Two studies compared the effectiveness of Enoxaparin versus Dalteparin in preventing VTEs. Chiou-Tan et al. (2003) conducted an RCT in which acute SCI individuals (<3 months post-SCI) were randomized to receive either 30 mg Enoxaparin every 12 hours or 5000 IU Dalteparin once daily. The authors found that 6% of individuals receiving Enoxaparin and 4% of individuals receiving Dalteparin developed DVTs (p=0.51); however, no individuals developed PE. A case control study conducted by Slavik et al. (2007) also compared the efficacy of Enoxaparin and Dalteparin. Individuals were studied within 72 hours post-SCI and received either 30 mg Enoxaparin twice daily or 5000 IU Dalteparin once daily. No significant difference regarding the incidence rate of DVT or PE was found between these groups, indicating equivalent prophylactic efficacy.

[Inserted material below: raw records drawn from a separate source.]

use anyhow::Result;
use clap::Parser;
use shl_architectures::cli::Cli;

fn main() -> Result<()> {
    tracing_subscriber::fmt()
        .with_env_filter(
            tracing_subscriber::EnvFilter::from_default_env()
                .add_directive("shl_architectures=info".parse()?),
        )
        .init();

    let cli = Cli::parse();
    cli.run()
}
// ============================================================
// Layer 6 - Checkpoint Manager
// ============================================================
// Saves and restores models using Burn's CompactRecorder.
//
// What gets saved:
//   1. model_config.json - which builder and hyperparameters
//   2. model.mpk         - all parameters of the built model
//
// Why save the config separately?
//   A record only holds parameter values. To load it we first
//   need an identically shaped model, so the config is read
//   back and handed to the same builder before the weights are
//   loaded into it.
//
// Burn's CompactRecorder:
//   - Serialises parameters to MessagePack
//   - Stores floats in half precision
//   - Type-safe: loading fails if the architecture doesn't match
//
// Reference: Burn Book §5 (Records and Checkpointing)

use anyhow::{Context, Result};
use std::{fs, path::PathBuf};
use burn::{
    prelude::*,
    record::{CompactRecorder, Recorder},
};

use crate::ml::ModelConfig;

const CONFIG_FILE: &str = "model_config.json";
const MODEL_FILE:  &str = "model";

/// Manages saving and loading of a model checkpoint.
pub struct CheckpointManager {
    dir: PathBuf,
}

impl CheckpointManager {
    pub fn new(dir: impl Into<PathBuf>) -> Self {
        Self { dir: dir.into() }
    }

    /// Save the parameters of any built model.
    /// The recorder appends its own extension to the file name.
    pub fn save_model<B: Backend, M: Module<B>>(&self, model: &M) -> Result<()> {
        fs::create_dir_all(&self.dir)
            .with_context(|| format!("Cannot create '{}'", self.dir.display()))?;

        let path = self.dir.join(MODEL_FILE);
        Recorder::<B>::record(&CompactRecorder::new(), model.clone().into_record(), path.clone())
            .with_context(|| format!("Failed to save checkpoint to '{}'", path.display()))?;

        tracing::debug!("Saved model weights to '{}'", path.display());
        Ok(())
    }

    /// Load saved parameters into a freshly built model of the same shape.
    pub fn load_model<B: Backend, M: Module<B>>(&self, model: M, device: &B::Device) -> Result<M> {
        let path = self.dir.join(MODEL_FILE);

        let record: M::Record = Recorder::<B>::load(&CompactRecorder::new(), path.clone(), device)
            .with_context(|| {
                format!(
                    "Cannot load checkpoint '{}'. Have you run 'init' first?",
                    path.display()
                )
            })?;

        tracing::info!("Loaded model weights from '{}'", path.display());
        Ok(model.load_record(record))
    }

    pub fn save_config(&self, cfg: &ModelConfig) -> Result<()> {
        fs::create_dir_all(&self.dir)
            .with_context(|| format!("Cannot create '{}'", self.dir.display()))?;

        let path = self.dir.join(CONFIG_FILE);
        let json = serde_json::to_string_pretty(cfg)?;
        fs::write(&path, json)
            .with_context(|| format!("Cannot write config to '{}'", path.display()))?;

        tracing::debug!("Saved model config to '{}'", path.display());
        Ok(())
    }

    pub fn load_config(&self) -> Result<ModelConfig> {
        let path = self.dir.join(CONFIG_FILE);
        let json = fs::read_to_string(&path).with_context(|| {
            format!(
                "Cannot read config from '{}'. Make sure you have run 'init' first.",
                path.display()
            )
        })?;

        serde_json::from_str(&json)
            .with_context(|| format!("Invalid model config in '{}'", path.display()))
    }
}

#[cfg(test)]
mod tests {
    use super::*;
    use burn::backend::NdArray;

    use crate::domain::shape::InputShape;
    use crate::ml::lstm::LstmClassifierConfig;

    type TestBackend = NdArray;

    #[test]
    fn test_config_round_trip() {
        let dir  = tempfile::tempdir().unwrap();
        let ckpt = CheckpointManager::new(dir.path());
        let cfg  = ModelConfig::Lstm(
            LstmClassifierConfig::new(InputShape::new(50, 3), 9).with_hidden_units(16),
        );

        ckpt.save_config(&cfg).unwrap();
        match ckpt.load_config().unwrap() {
            ModelConfig::Lstm(back) => {
                assert_eq!(back.hidden_units, 16);
                assert_eq!(back.input_shape, InputShape::new(50, 3));
            }
            other => panic!("unexpected architecture {}", other.architecture()),
        }
    }

    #[test]
    fn test_model_weights_round_trip() {
        let dir    = tempfile::tempdir().unwrap();
        let ckpt   = CheckpointManager::new(dir.path());
        let device = Default::default();
        let cfg    = LstmClassifierConfig::new(InputShape::new(5, 3), 4).with_hidden_units(8);

        let saved = cfg.init::<TestBackend>(&device);
        ckpt.save_model::<TestBackend, _>(&saved).unwrap();
        assert!(dir.path().join("model.mpk").exists());

        let loaded = ckpt.load_model::<TestBackend, _>(cfg.init::<TestBackend>(&device), &device).unwrap();
        let input  = Tensor::<TestBackend, 3>::ones([1, 5, 3], &device);
        let a = saved.forward(input.clone()).into_data().to_vec::<f32>().unwrap();
        let b = loaded.forward(input).into_data().to_vec::<f32>().unwrap();

        // Half-precision storage
        for (x, y) in a.iter().zip(&b) {
            assert!((x - y).abs() < 1e-2);
        }
    }

    #[test]
    fn test_missing_checkpoint_is_an_error() {
        let dir  = tempfile::tempdir().unwrap();
        let ckpt = CheckpointManager::new(dir.path());
        let err  = ckpt.load_config().unwrap_err();
        assert!(err.to_string().contains("init"));
        assert!(ckpt.load_model::<TestBackend, _>(
            LstmClassifierConfig::new(InputShape::new(5, 3), 4).init::<TestBackend>(&Default::default()),
            &Default::default(),
        ).is_err());
    }
}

A case control study by Marciniak et al. (2012) compared the effect of Enoxaparin versus Tinzaparin on incidence of VTE events. All individuals were within 3 months of sustaining an SCI and were admitted to inpatient rehabilitation at a median of 15 days after injury. Individuals received either 5000 IU Enoxaparin, 4500 IU Tinzaparin (high-dose), or 3500 IU Tinzaparin (low-dose). The results revealed that individuals who received either Enoxaparin or the high dose of Tinzaparin had a significantly reduced risk of developing VTE complications compared with individuals receiving 3500 IU Tinzaparin. The authors indicated that uncontrolled factors may have affected this result, although these were not specified. The findings suggested an association between developing VTE and having had no prophylaxis prior to admission to inpatient rehabilitation, despite using prophylaxis after admission. Prophylaxis prior to admission may be protective of VTE, with no particular type of prophylaxis being significantly different in terms of protective efficacy.

A case control study by Hebbeler et al. (2004) compared two dosages of Enoxaparin. Individuals were within 2 months of sustaining SCI and received either 40 mg once daily or 30 mg twice daily of Enoxaparin. There were no significant differences found in DVT or PE incidence between groups and therefore the prophylactic efficacy of Enoxaparin was equivalent between the two dosages studied.

In a case series by Harris et al. (1996), individuals who were hospitalized for an average of 19 days following injury received 30 mg of Enoxaparin every 12 hours from admission. No individuals developed DVT in this study population. In a recent observational study, DiGiorgi et al. (2017) found that just 6.1% of their sample experienced a DVT and 4.1% a PE after 40 mg daily enoxaparin administration.

One systematic review evaluated the ideal time for initiating DVT treatment with LMWH. Christie et al. (2011) concluded that LMWH prophylaxis for DVT should be administered within 72 hours post-SCI. However, this conclusion should be interpreted with caution, as it was based on a single, small (N=5) systematic review.

Conclusion

There is level 1b evidence (from one RCT and one case control: Chiou-Tan et al. 2003; Slavik et al. 2007) that 30 mg twice daily Enoxaparin and 5000 IU daily Dalteparin are equally effective as prophylaxis for venous thromboembolism in acute SCI individuals.

There is level 4 evidence (from one case control: Hebbeler et al. 2004) that twice daily 30 mg Enoxaparin is equally as effective as 40 mg daily Enoxaparin as prophylaxis for venous thromboembolism in acute SCI individuals.

There is level 4 evidence (from two observational studies: DiGiorgio et al. 2017; Harris et al. 1996) that 40 mg daily enoxaparin is effective in reducing risk of thromboembolism.